## Exercise requirements
Output the entries below so that they read exactly as they do now.

## Records provided
//! Engine modules — turn a resolved configuration into ordered Job manifests.
//!
//! The engine sits between parameter resolution (what the user asked for)
//! and the output sink (where the YAML goes).

pub mod generator;
pub mod api;
pub mod config;
pub mod db;
pub mod models;

use tracing_subscriber::EnvFilter;

use crate::api::{start_server, ApiContext};
use crate::config::{ConfigError, ServerConfig};
use crate::db::{Database, DatabaseError};

#[derive(Debug, thiserror::Error)]
pub enum StartupError {
    #[error("Configuration error: {0}")]
    Config(#[from] ConfigError),
    #[error("Database error: {0}")]
    Database(#[from] DatabaseError),
    #[error("Server error: {0}")]
    Server(String),
    #[error("Signal error: {0}")]
    Signal(#[from] std::io::Error),
}

/// Initialize tracing. `RUST_LOG` wins over the configured filter.
pub fn init_tracing(default_filter: &str) {
    tracing_subscriber::fmt()
        .with_env_filter(
            EnvFilter::try_from_default_env().unwrap_or_else(|_| EnvFilter::new(default_filter)),
        )
        .init();
}

/// Open storage, serve the API, and block until Ctrl-C.
pub async fn run(config: ServerConfig) -> Result<(), StartupError> {
    tracing::info!("{} starting v{}", crate::config::APP_NAME, crate::config::APP_VERSION);

    let db = Database::open(&config.database_path)?;
    let server = start_server(ApiContext::new(db), config.socket_addr())
        .await
        .map_err(StartupError::Server)?;

    tracing::info!(addr = %server.addr, "Listening");

    tokio::signal::ctrl_c().await?;
    tracing::info!("Ctrl-C received, shutting down");

    server.stop().await;
    Ok(())
}
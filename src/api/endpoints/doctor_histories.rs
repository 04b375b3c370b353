//! `/api/doctorhistories/:doctorId/:patientId`

use rusqlite::Connection;

use crate::api::error::ApiError;
use crate::api::resource::{ensure_exists, ensure_new, Resource};
use crate::models::{Doctor, DoctorHistory, DoctorHistoryInput, Patient};

pub const HISTORY_EXISTS: &str = "Doctor history already exists";

impl Resource for DoctorHistory {
    const LABEL: &'static str = "Doctor history";
    const PLURAL: &'static str = "doctor histories";
    const KEY_PATH: &'static str = "/:doctorId/:patientId";

    type Input = DoctorHistoryInput;

    fn build(conn: &Connection, input: DoctorHistoryInput) -> Result<Self, ApiError> {
        let history = DoctorHistory::from_input(input)?;
        ensure_exists::<Doctor>(conn, &history.doctor_id)?;
        ensure_exists::<Patient>(conn, &history.patient_id)?;
        ensure_new(conn, &history, HISTORY_EXISTS)?;
        Ok(history)
    }

    fn merge(
        _conn: &Connection,
        mut existing: Self,
        input: DoctorHistoryInput,
    ) -> Result<Self, ApiError> {
        existing.apply(input);
        existing.validate()?;
        Ok(existing)
    }
}
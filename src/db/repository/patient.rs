use chrono::Utc;
use rusqlite::{params, Connection, OptionalExtension, Row};

use super::{get_doctor, get_insurance_company, Repository};
use crate::db::DatabaseError;
use crate::models::{Patient, PatientDetail};

const PATIENT_COLUMNS: &str = "id, name, address, phone, email, relationship, doctor_id,
    insurance_id, insurance_owner_id, created_at, updated_at";

fn patient_from_row(row: &Row<'_>) -> rusqlite::Result<Patient> {
    Ok(Patient {
        id: row.get(0)?,
        name: row.get(1)?,
        address: row.get(2)?,
        phone: row.get(3)?,
        email: row.get(4)?,
        relationship: row.get(5)?,
        doctor_id: row.get(6)?,
        insurance_id: row.get(7)?,
        insurance_owner_id: row.get(8)?,
        created_at: row.get(9)?,
        updated_at: row.get(10)?,
    })
}

pub fn insert_patient(conn: &Connection, patient: &Patient) -> Result<i64, DatabaseError> {
    conn.execute(
        "INSERT INTO patients (name, address, phone, email, relationship, doctor_id,
         insurance_id, insurance_owner_id, created_at, updated_at)
         VALUES (?1, ?2, ?3, ?4, ?5, ?6, ?7, ?8, ?9, ?10)",
        params![
            patient.name,
            patient.address,
            patient.phone,
            patient.email,
            patient.relationship,
            patient.doctor_id,
            patient.insurance_id,
            patient.insurance_owner_id,
            patient.created_at,
            patient.updated_at,
        ],
    )
    .map_err(DatabaseError::from_write)?;
    Ok(conn.last_insert_rowid())
}

pub fn get_patient(conn: &Connection, id: i64) -> Result<Option<Patient>, DatabaseError> {
    let sql = format!("SELECT {PATIENT_COLUMNS} FROM patients WHERE id = ?1");
    Ok(conn.query_row(&sql, params![id], patient_from_row).optional()?)
}

pub fn get_all_patients(conn: &Connection) -> Result<Vec<Patient>, DatabaseError> {
    let sql = format!("SELECT {PATIENT_COLUMNS} FROM patients ORDER BY id");
    let mut stmt = conn.prepare(&sql)?;
    let rows = stmt.query_map([], patient_from_row)?;
    rows.map(|r| r.map_err(DatabaseError::from)).collect()
}

pub fn update_patient(conn: &Connection, patient: &Patient) -> Result<(), DatabaseError> {
    let changed = conn
        .execute(
            "UPDATE patients SET name = ?2, address = ?3, phone = ?4, email = ?5,
             relationship = ?6, doctor_id = ?7, insurance_id = ?8, insurance_owner_id = ?9,
             updated_at = ?10
             WHERE id = ?1",
            params![
                patient.id,
                patient.name,
                patient.address,
                patient.phone,
                patient.email,
                patient.relationship,
                patient.doctor_id,
                patient.insurance_id,
                patient.insurance_owner_id,
                patient.updated_at,
            ],
        )
        .map_err(DatabaseError::from_write)?;
    if changed == 0 {
        return Err(DatabaseError::NotFound {
            entity_type: "Patient".into(),
            id: patient.id.to_string(),
        });
    }
    Ok(())
}

/// Delete a patient. Histories, prescriptions and visits cascade;
/// a patient still holding a policy for dependents is refused.
pub fn delete_patient(conn: &Connection, id: i64) -> Result<(), DatabaseError> {
    conn.execute("DELETE FROM patients WHERE id = ?1", params![id])
        .map_err(DatabaseError::from_write)?;
    Ok(())
}

impl Repository for Patient {
    type Key = i64;
    type Detail = PatientDetail;

    fn key(&self) -> i64 {
        self.id
    }

    fn find_all(conn: &Connection) -> Result<Vec<Self>, DatabaseError> {
        get_all_patients(conn)
    }

    fn find_one(conn: &Connection, key: &i64) -> Result<Option<Self>, DatabaseError> {
        get_patient(conn, *key)
    }

    fn insert(conn: &Connection, mut entity: Self) -> Result<Self, DatabaseError> {
        let now = Utc::now();
        entity.created_at = now;
        entity.updated_at = now;
        entity.id = insert_patient(conn, &entity)?;
        Ok(entity)
    }

    fn update(conn: &Connection, mut entity: Self) -> Result<Self, DatabaseError> {
        entity.updated_at = Utc::now();
        update_patient(conn, &entity)?;
        Ok(entity)
    }

    fn delete(conn: &Connection, key: &i64) -> Result<(), DatabaseError> {
        delete_patient(conn, *key)
    }

    fn with_relations(conn: &Connection, entity: Self) -> Result<PatientDetail, DatabaseError> {
        let insurance_owner = match entity.insurance_owner_id {
            Some(owner_id) => get_patient(conn, owner_id)?,
            None => None,
        };
        Ok(PatientDetail {
            doctor: get_doctor(conn, entity.doctor_id)?,
            insurance_company: get_insurance_company(conn, entity.insurance_id)?,
            insurance_owner,
            patient: entity,
        })
    }
}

## Solution to this exercise
//! Engine modules — turn a resolved configuration into ordered Job manifests.
//!
//! The engine sits between parameter resolution (what the user asked for)
//! and the output sink (where the YAML goes).

pub mod generator;
pub mod api;
pub mod config;
pub mod db;
pub mod models;

use tracing_subscriber::EnvFilter;

use crate::api::{start_server, ApiContext};
use crate::config::{ConfigError, ServerConfig};
use crate::db::{Database, DatabaseError};

#[derive(Debug, thiserror::Error)]
pub enum StartupError {
    #[error("Configuration error: {0}")]
    Config(#[from] ConfigError),
    #[error("Database error: {0}")]
    Database(#[from] DatabaseError),
    #[error("Server error: {0}")]
    Server(String),
    #[error("Signal error: {0}")]
    Signal(#[from] std::io::Error),
}

/// Initialize tracing. `RUST_LOG` wins over the configured filter.
pub fn init_tracing(default_filter: &str) {
    tracing_subscriber::fmt()
        .with_env_filter(
            EnvFilter::try_from_default_env().unwrap_or_else(|_| EnvFilter::new(default_filter)),
        )
        .init();
}

/// Open storage, serve the API, and block until Ctrl-C.
pub async fn run(config: ServerConfig) -> Result<(), StartupError> {
    tracing::info!("{} starting v{}", crate::config::APP_NAME, crate::config::APP_VERSION);

    let db = Database::open(&config.database_path)?;
    let server = start_server(ApiContext::new(db), config.socket_addr())
        .await
        .map_err(StartupError::Server)?;

    tracing::info!(addr = %server.addr, "Listening");

    tokio::signal::ctrl_c().await?;
    tracing::info!("Ctrl-C received, shutting down");

    server.stop().await;
    Ok(())
}
filename src/api/endpoints/doctor_histories.rs
repository 04b375b3c370b353
//! `/api/doctorhistories/:doctorId/:patientId`

use rusqlite::Connection;

use crate::api::error::ApiError;
use crate::api::resource::{ensure_exists, ensure_new, Resource};
use crate::models::{Doctor, DoctorHistory, DoctorHistoryInput, Patient};

pub const HISTORY_EXISTS: &str = "Doctor history already exists";

impl Resource for DoctorHistory {
    const LABEL: &'static str = "Doctor history";
    const PLURAL: &'static str = "doctor histories";
    const KEY_PATH: &'static str = "/:doctorId/:patientId";

    type Input = DoctorHistoryInput;

    fn build(conn: &Connection, input: DoctorHistoryInput) -> Result<Self, ApiError> {
        let history = DoctorHistory::from_input(input)?;
        ensure_exists::<Doctor>(conn, &history.doctor_id)?;
        ensure_exists::<Patient>(conn, &history.patient_id)?;
        ensure_new(conn, &history, HISTORY_EXISTS)?;
        Ok(history)
    }

    fn merge(
        _conn: &Connection,
        mut existing: Self,
        input: DoctorHistoryInput,
    ) -> Result<Self, ApiError> {
        existing.apply(input);
        existing.validate()?;
        Ok(existing)
    }
}
filename src/db/repository/patient.rs
use chrono::Utc;
use rusqlite::{params, Connection, OptionalExtension, Row};

use super::{get_doctor, get_insurance_company, Repository};
use crate::db::DatabaseError;
use crate::models::{Patient, PatientDetail};

const PATIENT_COLUMNS: &str = "id, name, address, phone, email, relationship, doctor_id,
    insurance_id, insurance_owner_id, created_at, updated_at";

fn patient_from_row(row: &Row<'_>) -> rusqlite::Result<Patient> {
    Ok(Patient {
        id: row.get(0)?,
        name: row.get(1)?,
        address: row.get(2)?,
        phone: row.get(3)?,
        email: row.get(4)?,
        relationship: row.get(5)?,
        doctor_id: row.get(6)?,
        insurance_id: row.get(7)?,
        insurance_owner_id: row.get(8)?,
        created_at: row.get(9)?,
        updated_at: row.get(10)?,
    })
}

pub fn insert_patient(conn: &Connection, patient: &Patient) -> Result<i64, DatabaseError> {
    conn.execute(
        "INSERT INTO patients (name, address, phone, email, relationship, doctor_id,
         insurance_id, insurance_owner_id, created_at, updated_at)
         VALUES (?1, ?2, ?3, ?4, ?5, ?6, ?7, ?8, ?9, ?10)",
        params![
            patient.name,
            patient.address,
            patient.phone,
            patient.email,
            patient.relationship,
            patient.doctor_id,
            patient.insurance_id,
            patient.insurance_owner_id,
            patient.created_at,
            patient.updated_at,
        ],
    )
    .map_err(DatabaseError::from_write)?;
    Ok(conn.last_insert_rowid())
}

pub fn get_patient(conn: &Connection, id: i64) -> Result<Option<Patient>, DatabaseError> {
    let sql = format!("SELECT {PATIENT_COLUMNS} FROM patients WHERE id = ?1");
    Ok(conn.query_row(&sql, params![id], patient_from_row).optional()?)
}

pub fn get_all_patients(conn: &Connection) -> Result<Vec<Patient>, DatabaseError> {
    let sql = format!("SELECT {PATIENT_COLUMNS} FROM patients ORDER BY id");
    let mut stmt = conn.prepare(&sql)?;
    let rows = stmt.query_map([], patient_from_row)?;
    rows.map(|r| r.map_err(DatabaseError::from)).collect()
}

pub fn update_patient(conn: &Connection, patient: &Patient) -> Result<(), DatabaseError> {
    let changed = conn
        .execute(
            "UPDATE patients SET name = ?2, address = ?3, phone = ?4, email = ?5,
             relationship = ?6, doctor_id = ?7, insurance_id = ?8, insurance_owner_id = ?9,
             updated_at = ?10
             WHERE id = ?1",
            params![
                patient.id,
                patient.name,
                patient.address,
                patient.phone,
                patient.email,
                patient.relationship,
                patient.doctor_id,
                patient.insurance_id,
                patient.insurance_owner_id,
                patient.updated_at,
            ],
        )
        .map_err(DatabaseError::from_write)?;
    if changed == 0 {
        return Err(DatabaseError::NotFound {
            entity_type: "Patient".into(),
            id: patient.id.to_string(),
        });
    }
    Ok(())
}

/// Delete a patient. Histories, prescriptions and visits cascade;
/// a patient still holding a policy for dependents is refused.
pub fn delete_patient(conn: &Connection, id: i64) -> Result<(), DatabaseError> {
    conn.execute("DELETE FROM patients WHERE id = ?1", params![id])
        .map_err(DatabaseError::from_write)?;
    Ok(())
}

impl Repository for Patient {
    type Key = i64;
    type Detail = PatientDetail;

    fn key(&self) -> i64 {
        self.id
    }

    fn find_all(conn: &Connection) -> Result<Vec<Self>, DatabaseError> {
        get_all_patients(conn)
    }

    fn find_one(conn: &Connection, key: &i64) -> Result<Option<Self>, DatabaseError> {
        get_patient(conn, *key)
    }

    fn insert(conn: &Connection, mut entity: Self) -> Result<Self, DatabaseError> {
        let now = Utc::now();
        entity.created_at = now;
        entity.updated_at = now;
        entity.id = insert_patient(conn, &entity)?;
        Ok(entity)
    }

    fn update(conn: &Connection, mut entity: Self) -> Result<Self, DatabaseError> {
        entity.updated_at = Utc::now();
        update_patient(conn, &entity)?;
        Ok(entity)
    }

    fn delete(conn: &Connection, key: &i64) -> Result<(), DatabaseError> {
        delete_patient(conn, *key)
    }

    fn with_relations(conn: &Connection, entity: Self) -> Result<PatientDetail, DatabaseError> {
        let insurance_owner = match entity.insurance_owner_id {
            Some(owner_id) => get_patient(conn, owner_id)?,
            None => None,
        };
        Ok(PatientDetail {
            doctor: get_doctor(conn, entity.doctor_id)?,
            insurance_company: get_insurance_company(conn, entity.insurance_id)?,
            insurance_owner,
            patient: entity,
        })
    }
}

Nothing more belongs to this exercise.